- Opening Delimiter -

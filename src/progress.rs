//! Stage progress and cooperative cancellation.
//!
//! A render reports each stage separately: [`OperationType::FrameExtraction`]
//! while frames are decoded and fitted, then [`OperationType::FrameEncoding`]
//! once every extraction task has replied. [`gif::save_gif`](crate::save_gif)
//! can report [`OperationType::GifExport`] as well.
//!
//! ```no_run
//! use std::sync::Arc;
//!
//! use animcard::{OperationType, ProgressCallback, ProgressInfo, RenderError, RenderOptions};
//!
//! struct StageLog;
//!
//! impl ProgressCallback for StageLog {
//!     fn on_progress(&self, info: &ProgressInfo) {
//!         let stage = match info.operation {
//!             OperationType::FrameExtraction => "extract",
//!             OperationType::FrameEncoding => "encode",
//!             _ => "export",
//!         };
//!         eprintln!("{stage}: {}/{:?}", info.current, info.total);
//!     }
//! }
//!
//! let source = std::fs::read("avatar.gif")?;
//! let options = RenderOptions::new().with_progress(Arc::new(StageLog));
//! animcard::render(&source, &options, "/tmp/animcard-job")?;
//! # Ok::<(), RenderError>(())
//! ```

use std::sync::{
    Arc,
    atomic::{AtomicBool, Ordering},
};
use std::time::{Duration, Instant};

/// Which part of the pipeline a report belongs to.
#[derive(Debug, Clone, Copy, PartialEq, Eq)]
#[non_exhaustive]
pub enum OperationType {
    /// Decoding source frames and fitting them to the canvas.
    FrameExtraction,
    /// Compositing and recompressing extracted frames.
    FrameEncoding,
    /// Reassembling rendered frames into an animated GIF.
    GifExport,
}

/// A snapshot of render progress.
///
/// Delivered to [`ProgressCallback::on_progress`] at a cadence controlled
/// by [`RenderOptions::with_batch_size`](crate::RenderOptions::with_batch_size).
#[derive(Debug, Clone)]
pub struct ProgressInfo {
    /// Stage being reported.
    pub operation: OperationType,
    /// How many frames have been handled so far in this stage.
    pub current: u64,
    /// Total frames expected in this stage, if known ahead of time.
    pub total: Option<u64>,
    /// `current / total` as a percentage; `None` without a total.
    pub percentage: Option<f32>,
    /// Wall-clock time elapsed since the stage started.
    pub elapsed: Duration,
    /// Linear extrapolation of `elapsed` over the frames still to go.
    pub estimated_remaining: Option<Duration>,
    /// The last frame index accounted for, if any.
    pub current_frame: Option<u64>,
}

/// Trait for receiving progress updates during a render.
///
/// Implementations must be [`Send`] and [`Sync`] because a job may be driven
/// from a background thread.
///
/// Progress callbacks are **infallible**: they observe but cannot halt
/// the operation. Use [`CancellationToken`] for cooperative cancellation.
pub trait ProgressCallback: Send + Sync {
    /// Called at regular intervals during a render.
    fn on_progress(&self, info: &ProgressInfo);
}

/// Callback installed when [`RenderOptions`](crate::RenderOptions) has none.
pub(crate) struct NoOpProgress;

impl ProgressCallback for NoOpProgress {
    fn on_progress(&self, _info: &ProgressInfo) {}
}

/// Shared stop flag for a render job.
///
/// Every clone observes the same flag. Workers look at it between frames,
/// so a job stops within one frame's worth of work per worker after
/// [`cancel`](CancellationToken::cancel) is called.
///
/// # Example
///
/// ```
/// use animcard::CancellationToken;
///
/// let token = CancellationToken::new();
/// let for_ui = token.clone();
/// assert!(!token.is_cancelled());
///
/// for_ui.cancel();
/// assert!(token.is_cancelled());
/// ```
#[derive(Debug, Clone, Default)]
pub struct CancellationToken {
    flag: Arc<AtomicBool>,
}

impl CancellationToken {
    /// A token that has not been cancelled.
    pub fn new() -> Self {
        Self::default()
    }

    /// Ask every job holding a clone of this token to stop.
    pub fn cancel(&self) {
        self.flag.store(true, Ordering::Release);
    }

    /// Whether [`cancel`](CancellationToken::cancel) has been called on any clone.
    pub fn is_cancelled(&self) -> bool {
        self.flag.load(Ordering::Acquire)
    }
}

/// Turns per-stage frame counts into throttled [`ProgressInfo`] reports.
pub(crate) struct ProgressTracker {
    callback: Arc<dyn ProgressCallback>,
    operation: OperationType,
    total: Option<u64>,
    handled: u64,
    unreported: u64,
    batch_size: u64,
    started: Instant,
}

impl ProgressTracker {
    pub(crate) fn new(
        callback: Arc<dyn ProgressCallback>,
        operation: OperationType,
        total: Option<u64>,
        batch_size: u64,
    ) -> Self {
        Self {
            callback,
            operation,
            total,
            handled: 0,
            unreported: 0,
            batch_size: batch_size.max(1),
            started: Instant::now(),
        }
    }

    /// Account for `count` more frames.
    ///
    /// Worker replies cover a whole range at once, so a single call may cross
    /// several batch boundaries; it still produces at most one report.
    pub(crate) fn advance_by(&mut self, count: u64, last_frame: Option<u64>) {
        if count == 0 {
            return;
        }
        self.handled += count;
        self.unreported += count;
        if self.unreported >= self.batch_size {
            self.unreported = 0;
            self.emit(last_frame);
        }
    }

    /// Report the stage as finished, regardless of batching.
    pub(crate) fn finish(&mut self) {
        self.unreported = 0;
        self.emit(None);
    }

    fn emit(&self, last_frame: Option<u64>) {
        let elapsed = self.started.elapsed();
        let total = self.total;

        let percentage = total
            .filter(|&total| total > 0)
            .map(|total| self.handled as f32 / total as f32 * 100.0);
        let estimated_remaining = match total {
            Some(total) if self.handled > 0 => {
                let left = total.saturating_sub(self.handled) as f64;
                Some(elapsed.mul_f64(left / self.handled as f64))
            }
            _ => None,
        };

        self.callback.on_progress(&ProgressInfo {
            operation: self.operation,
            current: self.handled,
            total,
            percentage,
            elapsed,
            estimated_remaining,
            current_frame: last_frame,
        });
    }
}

- Closing Delimiter -
- Opening Delimiter -

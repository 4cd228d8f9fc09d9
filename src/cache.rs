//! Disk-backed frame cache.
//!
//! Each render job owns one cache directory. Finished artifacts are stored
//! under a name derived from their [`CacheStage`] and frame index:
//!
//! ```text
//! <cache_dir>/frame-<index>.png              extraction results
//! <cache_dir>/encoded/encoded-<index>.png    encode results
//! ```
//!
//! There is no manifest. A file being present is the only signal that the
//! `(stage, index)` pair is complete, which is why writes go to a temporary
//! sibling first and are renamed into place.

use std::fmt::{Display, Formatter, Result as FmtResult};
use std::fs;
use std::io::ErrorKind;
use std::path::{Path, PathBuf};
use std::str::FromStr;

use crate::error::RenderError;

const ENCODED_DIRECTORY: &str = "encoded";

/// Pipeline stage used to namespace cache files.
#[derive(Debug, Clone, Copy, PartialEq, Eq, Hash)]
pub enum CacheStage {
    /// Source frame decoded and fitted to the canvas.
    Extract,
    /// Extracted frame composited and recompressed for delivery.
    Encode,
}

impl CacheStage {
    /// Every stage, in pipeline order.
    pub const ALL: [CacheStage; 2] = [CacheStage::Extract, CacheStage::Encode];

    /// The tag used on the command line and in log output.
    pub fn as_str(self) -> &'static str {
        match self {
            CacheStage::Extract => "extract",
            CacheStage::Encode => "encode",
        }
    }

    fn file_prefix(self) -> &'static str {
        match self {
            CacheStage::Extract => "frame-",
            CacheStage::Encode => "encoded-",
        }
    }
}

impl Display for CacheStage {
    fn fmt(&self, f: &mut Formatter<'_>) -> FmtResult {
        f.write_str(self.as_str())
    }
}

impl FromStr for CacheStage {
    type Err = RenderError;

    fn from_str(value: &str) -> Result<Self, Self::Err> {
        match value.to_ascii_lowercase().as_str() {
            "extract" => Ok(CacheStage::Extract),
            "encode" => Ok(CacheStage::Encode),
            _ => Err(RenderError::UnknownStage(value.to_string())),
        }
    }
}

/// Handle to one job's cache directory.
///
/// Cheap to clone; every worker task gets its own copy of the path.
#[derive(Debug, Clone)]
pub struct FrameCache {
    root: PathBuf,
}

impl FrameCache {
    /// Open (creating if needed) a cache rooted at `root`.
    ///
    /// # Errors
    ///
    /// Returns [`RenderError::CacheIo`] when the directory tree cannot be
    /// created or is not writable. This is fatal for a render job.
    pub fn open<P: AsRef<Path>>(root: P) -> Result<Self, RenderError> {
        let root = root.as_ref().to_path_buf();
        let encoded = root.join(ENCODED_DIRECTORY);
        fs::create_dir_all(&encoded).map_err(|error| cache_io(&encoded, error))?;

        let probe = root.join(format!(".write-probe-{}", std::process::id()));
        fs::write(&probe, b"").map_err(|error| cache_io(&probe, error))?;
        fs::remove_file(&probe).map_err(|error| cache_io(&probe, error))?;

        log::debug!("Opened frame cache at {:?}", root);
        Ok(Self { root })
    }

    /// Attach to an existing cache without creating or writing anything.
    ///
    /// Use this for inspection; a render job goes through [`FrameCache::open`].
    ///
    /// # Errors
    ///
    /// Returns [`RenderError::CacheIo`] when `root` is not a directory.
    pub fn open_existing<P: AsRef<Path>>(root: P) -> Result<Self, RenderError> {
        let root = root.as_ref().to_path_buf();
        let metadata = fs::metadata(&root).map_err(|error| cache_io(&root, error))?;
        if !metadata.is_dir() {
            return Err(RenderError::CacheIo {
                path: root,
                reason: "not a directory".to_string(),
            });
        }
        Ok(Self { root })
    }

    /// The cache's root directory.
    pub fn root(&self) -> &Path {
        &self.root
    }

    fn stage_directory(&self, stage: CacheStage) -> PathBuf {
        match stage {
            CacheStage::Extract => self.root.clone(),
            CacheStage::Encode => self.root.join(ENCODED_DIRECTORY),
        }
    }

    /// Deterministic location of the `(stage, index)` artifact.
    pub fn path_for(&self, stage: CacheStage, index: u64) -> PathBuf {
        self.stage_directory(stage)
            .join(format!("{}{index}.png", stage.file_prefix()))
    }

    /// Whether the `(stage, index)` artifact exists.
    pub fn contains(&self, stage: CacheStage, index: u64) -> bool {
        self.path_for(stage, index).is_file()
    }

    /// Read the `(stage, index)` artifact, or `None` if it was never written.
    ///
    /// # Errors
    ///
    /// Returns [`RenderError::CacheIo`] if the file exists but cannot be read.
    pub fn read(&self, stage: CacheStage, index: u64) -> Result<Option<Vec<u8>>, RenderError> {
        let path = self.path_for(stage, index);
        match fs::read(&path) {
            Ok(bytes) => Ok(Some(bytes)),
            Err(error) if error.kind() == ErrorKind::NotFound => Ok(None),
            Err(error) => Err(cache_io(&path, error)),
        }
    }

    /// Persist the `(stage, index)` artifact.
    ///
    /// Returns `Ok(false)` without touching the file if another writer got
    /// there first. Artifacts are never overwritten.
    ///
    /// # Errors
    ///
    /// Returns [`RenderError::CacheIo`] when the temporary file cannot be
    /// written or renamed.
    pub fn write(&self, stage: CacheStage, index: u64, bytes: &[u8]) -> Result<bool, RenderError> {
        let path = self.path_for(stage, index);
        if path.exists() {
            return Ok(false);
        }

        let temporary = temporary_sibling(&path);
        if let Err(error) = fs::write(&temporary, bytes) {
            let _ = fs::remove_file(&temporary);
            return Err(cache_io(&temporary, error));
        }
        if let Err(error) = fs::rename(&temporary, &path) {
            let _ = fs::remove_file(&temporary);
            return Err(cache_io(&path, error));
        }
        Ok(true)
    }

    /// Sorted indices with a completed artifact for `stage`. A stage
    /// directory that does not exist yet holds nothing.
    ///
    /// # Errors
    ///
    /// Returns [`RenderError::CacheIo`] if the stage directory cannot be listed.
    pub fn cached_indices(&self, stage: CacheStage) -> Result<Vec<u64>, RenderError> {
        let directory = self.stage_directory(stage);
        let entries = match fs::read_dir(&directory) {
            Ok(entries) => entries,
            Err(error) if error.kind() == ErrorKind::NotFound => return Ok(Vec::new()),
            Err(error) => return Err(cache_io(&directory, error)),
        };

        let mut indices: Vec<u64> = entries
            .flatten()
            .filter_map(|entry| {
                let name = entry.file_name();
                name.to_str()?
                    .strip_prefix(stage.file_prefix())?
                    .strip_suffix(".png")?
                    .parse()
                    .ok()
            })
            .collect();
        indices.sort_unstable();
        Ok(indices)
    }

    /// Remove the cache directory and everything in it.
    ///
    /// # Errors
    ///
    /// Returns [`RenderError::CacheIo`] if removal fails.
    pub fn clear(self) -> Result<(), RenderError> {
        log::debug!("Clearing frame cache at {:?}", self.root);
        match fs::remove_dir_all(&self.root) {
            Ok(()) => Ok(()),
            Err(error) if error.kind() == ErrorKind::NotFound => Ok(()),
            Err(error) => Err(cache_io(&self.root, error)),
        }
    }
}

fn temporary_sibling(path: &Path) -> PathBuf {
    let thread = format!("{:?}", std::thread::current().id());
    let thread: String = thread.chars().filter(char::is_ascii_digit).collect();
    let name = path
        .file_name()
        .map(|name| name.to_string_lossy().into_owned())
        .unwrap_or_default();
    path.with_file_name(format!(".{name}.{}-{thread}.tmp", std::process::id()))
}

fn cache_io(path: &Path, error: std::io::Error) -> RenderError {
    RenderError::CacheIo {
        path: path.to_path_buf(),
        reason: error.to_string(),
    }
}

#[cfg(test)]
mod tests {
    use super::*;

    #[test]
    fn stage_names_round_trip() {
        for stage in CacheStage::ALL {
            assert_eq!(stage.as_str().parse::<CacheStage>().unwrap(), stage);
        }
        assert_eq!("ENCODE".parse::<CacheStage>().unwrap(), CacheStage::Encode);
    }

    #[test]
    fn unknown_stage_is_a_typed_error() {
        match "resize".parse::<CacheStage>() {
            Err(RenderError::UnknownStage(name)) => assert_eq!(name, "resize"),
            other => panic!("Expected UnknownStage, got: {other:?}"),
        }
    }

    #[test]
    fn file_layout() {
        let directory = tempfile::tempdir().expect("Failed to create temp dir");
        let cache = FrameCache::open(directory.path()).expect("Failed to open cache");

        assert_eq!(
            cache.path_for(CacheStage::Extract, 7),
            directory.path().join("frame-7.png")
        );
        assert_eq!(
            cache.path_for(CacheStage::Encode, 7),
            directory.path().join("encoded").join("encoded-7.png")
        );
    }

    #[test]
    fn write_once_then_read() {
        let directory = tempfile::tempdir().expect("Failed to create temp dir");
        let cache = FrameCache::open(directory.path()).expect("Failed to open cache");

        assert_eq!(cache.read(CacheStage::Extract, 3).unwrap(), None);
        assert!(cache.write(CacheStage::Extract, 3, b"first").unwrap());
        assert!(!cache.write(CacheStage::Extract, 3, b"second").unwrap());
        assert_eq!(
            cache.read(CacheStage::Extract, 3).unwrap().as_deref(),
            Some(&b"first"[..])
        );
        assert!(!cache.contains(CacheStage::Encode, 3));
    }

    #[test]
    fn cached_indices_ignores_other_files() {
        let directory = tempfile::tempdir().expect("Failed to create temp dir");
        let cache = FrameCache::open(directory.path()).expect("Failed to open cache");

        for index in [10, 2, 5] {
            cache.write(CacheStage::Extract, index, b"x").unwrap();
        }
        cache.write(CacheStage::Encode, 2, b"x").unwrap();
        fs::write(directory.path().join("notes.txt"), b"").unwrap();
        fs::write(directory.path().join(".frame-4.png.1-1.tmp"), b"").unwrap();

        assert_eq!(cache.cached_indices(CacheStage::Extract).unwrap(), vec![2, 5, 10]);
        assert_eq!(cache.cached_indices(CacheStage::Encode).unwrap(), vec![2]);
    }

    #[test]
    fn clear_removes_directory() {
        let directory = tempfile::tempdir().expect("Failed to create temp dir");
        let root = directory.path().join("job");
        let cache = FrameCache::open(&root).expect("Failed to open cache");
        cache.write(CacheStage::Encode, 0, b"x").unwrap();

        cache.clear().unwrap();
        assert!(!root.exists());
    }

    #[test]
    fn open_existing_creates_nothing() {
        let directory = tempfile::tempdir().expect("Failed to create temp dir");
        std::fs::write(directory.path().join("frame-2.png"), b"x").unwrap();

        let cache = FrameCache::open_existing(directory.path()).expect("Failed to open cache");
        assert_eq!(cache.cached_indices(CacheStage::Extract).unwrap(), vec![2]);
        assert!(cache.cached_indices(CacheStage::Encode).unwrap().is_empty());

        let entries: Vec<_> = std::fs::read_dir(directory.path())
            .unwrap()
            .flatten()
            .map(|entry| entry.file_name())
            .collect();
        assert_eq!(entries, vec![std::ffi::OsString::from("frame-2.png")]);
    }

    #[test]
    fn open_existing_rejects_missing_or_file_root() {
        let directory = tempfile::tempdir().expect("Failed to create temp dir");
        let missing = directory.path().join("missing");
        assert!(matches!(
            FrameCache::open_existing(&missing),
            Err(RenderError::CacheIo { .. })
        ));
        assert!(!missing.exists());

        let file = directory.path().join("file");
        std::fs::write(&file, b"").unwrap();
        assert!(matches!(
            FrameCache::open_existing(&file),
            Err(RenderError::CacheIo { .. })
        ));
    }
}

- Closing Delimiter -
- Opening Delimiter -

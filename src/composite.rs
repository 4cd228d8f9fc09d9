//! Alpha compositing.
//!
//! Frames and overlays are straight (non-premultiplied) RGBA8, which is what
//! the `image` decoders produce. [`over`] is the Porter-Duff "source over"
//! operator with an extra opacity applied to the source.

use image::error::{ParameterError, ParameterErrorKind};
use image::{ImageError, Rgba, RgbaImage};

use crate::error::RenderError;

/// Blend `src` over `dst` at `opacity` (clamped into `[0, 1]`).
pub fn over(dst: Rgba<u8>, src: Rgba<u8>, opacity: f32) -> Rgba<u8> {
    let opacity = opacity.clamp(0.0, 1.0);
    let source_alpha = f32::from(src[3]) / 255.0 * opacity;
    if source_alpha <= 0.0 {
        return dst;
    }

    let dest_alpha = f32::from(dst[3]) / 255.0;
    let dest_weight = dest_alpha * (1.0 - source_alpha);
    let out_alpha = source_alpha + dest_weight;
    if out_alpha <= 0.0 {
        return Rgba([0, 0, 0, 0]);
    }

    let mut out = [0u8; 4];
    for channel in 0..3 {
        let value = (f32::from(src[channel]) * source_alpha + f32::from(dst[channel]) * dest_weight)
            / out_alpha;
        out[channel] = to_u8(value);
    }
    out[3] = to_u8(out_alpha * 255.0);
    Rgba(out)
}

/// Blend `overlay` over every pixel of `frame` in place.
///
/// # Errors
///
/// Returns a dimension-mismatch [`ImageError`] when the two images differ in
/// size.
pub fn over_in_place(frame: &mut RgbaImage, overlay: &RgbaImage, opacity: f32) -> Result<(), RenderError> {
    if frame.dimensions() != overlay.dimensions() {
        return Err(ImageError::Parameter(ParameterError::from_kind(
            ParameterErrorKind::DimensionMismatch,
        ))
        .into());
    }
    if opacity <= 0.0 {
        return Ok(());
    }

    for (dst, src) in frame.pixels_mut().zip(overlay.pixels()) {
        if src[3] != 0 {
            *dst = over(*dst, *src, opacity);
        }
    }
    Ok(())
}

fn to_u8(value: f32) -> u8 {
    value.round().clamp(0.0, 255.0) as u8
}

- Closing Delimiter -

* **Required action**: In the listing above, find the line containing "job's cache directory." and the line containing "pub fn open<P: AsRef<Path>>(root: P)". Output them and every line between, exactly, and nothing else.

* **Exercise response**:
/// Handle to one job's cache directory.
///
/// Cheap to clone; every worker task gets its own copy of the path.
#[derive(Debug, Clone)]
pub struct FrameCache {
    root: PathBuf,
}

impl FrameCache {
    /// Open (creating if needed) a cache rooted at `root`.
    ///
    /// # Errors
    ///
    /// Returns [`RenderError::CacheIo`] when the directory tree cannot be
    /// created or is not writable. This is fatal for a render job.
    pub fn open<P: AsRef<Path>>(root: P) -> Result<Self, RenderError> {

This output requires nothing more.